ABSTRACT Membrane targeting of the human immunodeficiency virus Gag proteins is dependent on phosphatidylinositol-(4,5)-bisphosphate [PI(4,5)P 2 ] located in the plasma membrane. In order to determine if evolutionarily distant retroviral Gag proteins are targeted by a similar mechanism, we generated mutants of the matrix (MA) domain of murine leukemia virus (MuLV) Gag, examined their binding to membrane models in vitro, and analyzed their phenotypes in cell culture. In vitro, we showed that MA bound all the phosphatidylinositol phosphates with significant affinity but displayed a strong specificity for PI(4,5)P 2 only if enhanced by phosphatidylserine.
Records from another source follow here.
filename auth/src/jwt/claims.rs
use chrono::DateTime;
use chrono::Duration;
use chrono::Utc;
use serde::Deserialize;
use serde::Serialize;

use super::errors::JwtError;

/// Access token claims.
///
/// Binds a subject to an issue time and a hard expiry. Both timestamps are
/// Unix seconds.
#[derive(Debug, Clone, Serialize, Deserialize, PartialEq, Eq)]
pub struct Claims {
    /// Subject (the authenticated identity)
    pub sub: String,

    /// Issued at
    pub iat: i64,

    /// Expiration time
    pub exp: i64,
}

impl Claims {
    /// Create claims for `subject` valid for `lifetime` starting at `issued_at`.
    ///
    /// # Errors
    /// * `ExpiryOutOfRange` - `issued_at + lifetime` is not a representable time
    pub fn new(
        subject: impl ToString,
        issued_at: DateTime<Utc>,
        lifetime: Duration,
    ) -> Result<Self, JwtError> {
        let expires_at = issued_at
            .checked_add_signed(lifetime)
            .ok_or(JwtError::ExpiryOutOfRange)?;

        Ok(Self {
            sub: subject.to_string(),
            iat: issued_at.timestamp(),
            exp: expires_at.timestamp(),
        })
    }

    /// Create claims for `subject` valid for `lifetime` from now.
    pub fn issue_now(subject: impl ToString, lifetime: Duration) -> Result<Self, JwtError> {
        Self::new(subject, Utc::now(), lifetime)
    }

    pub fn subject(&self) -> &str {
        &self.sub
    }
}
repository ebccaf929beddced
pub mod repositories;
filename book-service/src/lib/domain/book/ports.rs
use async_trait::async_trait;

use crate::book::errors::BookError;
use crate::book::models::Book;
use crate::book::models::BookFilter;
use crate::book::models::Isbn;
use crate::review::models::Review;
use crate::review::models::ReviewMutation;
use crate::review::models::ReviewOutcome;

/// Read-only catalog operations.
#[async_trait]
pub trait BookServicePort: Send + Sync + 'static {
    /// All books in insertion order.
    async fn list_books(&self) -> Result<Vec<Book>, BookError>;

    /// # Errors
    /// * `NotFound` - No book with this ISBN
    async fn get_book(&self, isbn: &Isbn) -> Result<Book, BookError>;

    /// Books whose author contains `query`, ignoring case.
    async fn books_by_author(&self, query: &str) -> Result<Vec<Book>, BookError>;

    /// Books whose title contains `query`, ignoring case.
    async fn books_by_title(&self, query: &str) -> Result<Vec<Book>, BookError>;

    /// Reviews of one book, possibly empty.
    ///
    /// # Errors
    /// * `NotFound` - No book with this ISBN
    async fn get_reviews(&self, isbn: &Isbn) -> Result<Vec<Review>, BookError>;
}

/// Storage for books and their nested reviews.
///
/// Reads return owned snapshots. Review mutations are applied atomically per
/// call; the rules for how a mutation changes the review list live in
/// [`crate::review::models::Reviews`], not here.
#[async_trait]
pub trait BookRepository: Send + Sync + 'static {
    async fn list_all(&self) -> Result<Vec<Book>, BookError>;

    async fn find_by_isbn(&self, isbn: &Isbn) -> Result<Option<Book>, BookError>;

    async fn find_matching(&self, filter: &BookFilter) -> Result<Vec<Book>, BookError>;

    /// Apply `mutation` to the reviews of the book with `isbn`.
    ///
    /// # Returns
    /// `None` when no such book exists, otherwise the mutation outcome
    async fn apply_review_mutation(
        &self,
        isbn: &Isbn,
        mutation: ReviewMutation,
    ) -> Result<Option<ReviewOutcome>, BookError>;
}
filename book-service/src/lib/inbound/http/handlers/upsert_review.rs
use axum::extract::rejection::JsonRejection;
use axum::extract::rejection::PathRejection;
use axum::extract::Path;
use axum::extract::State;
use axum::http::StatusCode;
use axum::Extension;
use axum::Json;

use super::ApiError;
use super::ApiSuccess;
use crate::book::models::Isbn;
use crate::inbound::http::messages::MessageResponse;
use crate::inbound::http::messages::ReviewRequest;
use crate::inbound::http::middleware::AuthenticatedUser;
use crate::inbound::http::router::AppState;
use crate::review::ports::ReviewServicePort;

/// Create or replace the caller's review. Both cases answer 201.
pub async fn upsert_review(
    State(state): State<AppState>,
    isbn: Result<Path<String>, PathRejection>,
    Extension(user): Extension<AuthenticatedUser>,
    body: Result<Json<ReviewRequest>, JsonRejection>,
) -> Result<ApiSuccess<MessageResponse>, ApiError> {
    let Path(isbn) = isbn?;
    let Json(body) = body?;

    state
        .review_service
        .upsert_review(&Isbn::new(isbn), &user.username, body.review)
        .await
        .map_err(ApiError::from)
        .map(|_| {
            ApiSuccess::new(
                StatusCode::CREATED,
                MessageResponse::new("Review added/modified successfully"),
            )
        })
}
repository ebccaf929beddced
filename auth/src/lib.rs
//! Authentication primitives shared by the service crates.
//!
//! - Password hashing (Argon2id, tunable cost)
//! - HS256 access tokens with a required expiry
//!
//! Services wrap these in their own domain ports; nothing here knows about
//! accounts or HTTP.
//!
//! # Examples
//!
//! ## Password Hashing
//! ```
//! use auth::PasswordHasher;
//!
//! let hasher = PasswordHasher::new();
//! let hash = hasher.hash("my_password").unwrap();
//! assert!(hasher.verify("my_password", &hash).unwrap());
//! ```
//!
//! ## Access Tokens
//! ```
//! use auth::{Claims, JwtHandler};
//! use chrono::Duration;
//!
//! let handler = JwtHandler::new(b"secret_key_at_least_32_bytes_long!");
//! let claims = Claims::issue_now("alice", Duration::hours(1)).unwrap();
//! let token = handler.encode(&claims).unwrap();
//! assert_eq!(handler.decode(&token).unwrap().sub, "alice");
//! ```

pub mod jwt;
pub mod password;

pub use jwt::Claims;
pub use jwt::JwtError;
pub use jwt::JwtHandler;
pub use password::HashCost;
pub use password::PasswordError;
pub use password::PasswordHasher;
pub mod argon2;
pub mod errors;

pub use argon2::HashCost;
pub use argon2::PasswordHasher;
pub use errors::PasswordError;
Mutations in the polybasic region in MA dramatically reduced this affinity. In cells, virus production was strongly impaired by PI(4,5)P 2 depletion under conditions of 5ptaseIV overexpression, and mutations in the MA polybasic region altered Gag localization, membrane binding, and virion production. Our results suggest that the N-terminal polybasic cluster of MA is essential for Gag targeting to the plasma membrane. The binding of the MA domain to PI(4,5)P 2 appears to be a conserved feature among retroviruses despite the fact that the MuLV-MA domain is structurally different from that of human immunodeficiency virus types 1 and 2 and lacks a readily identifiable PI(4,5)P 2 binding cleft.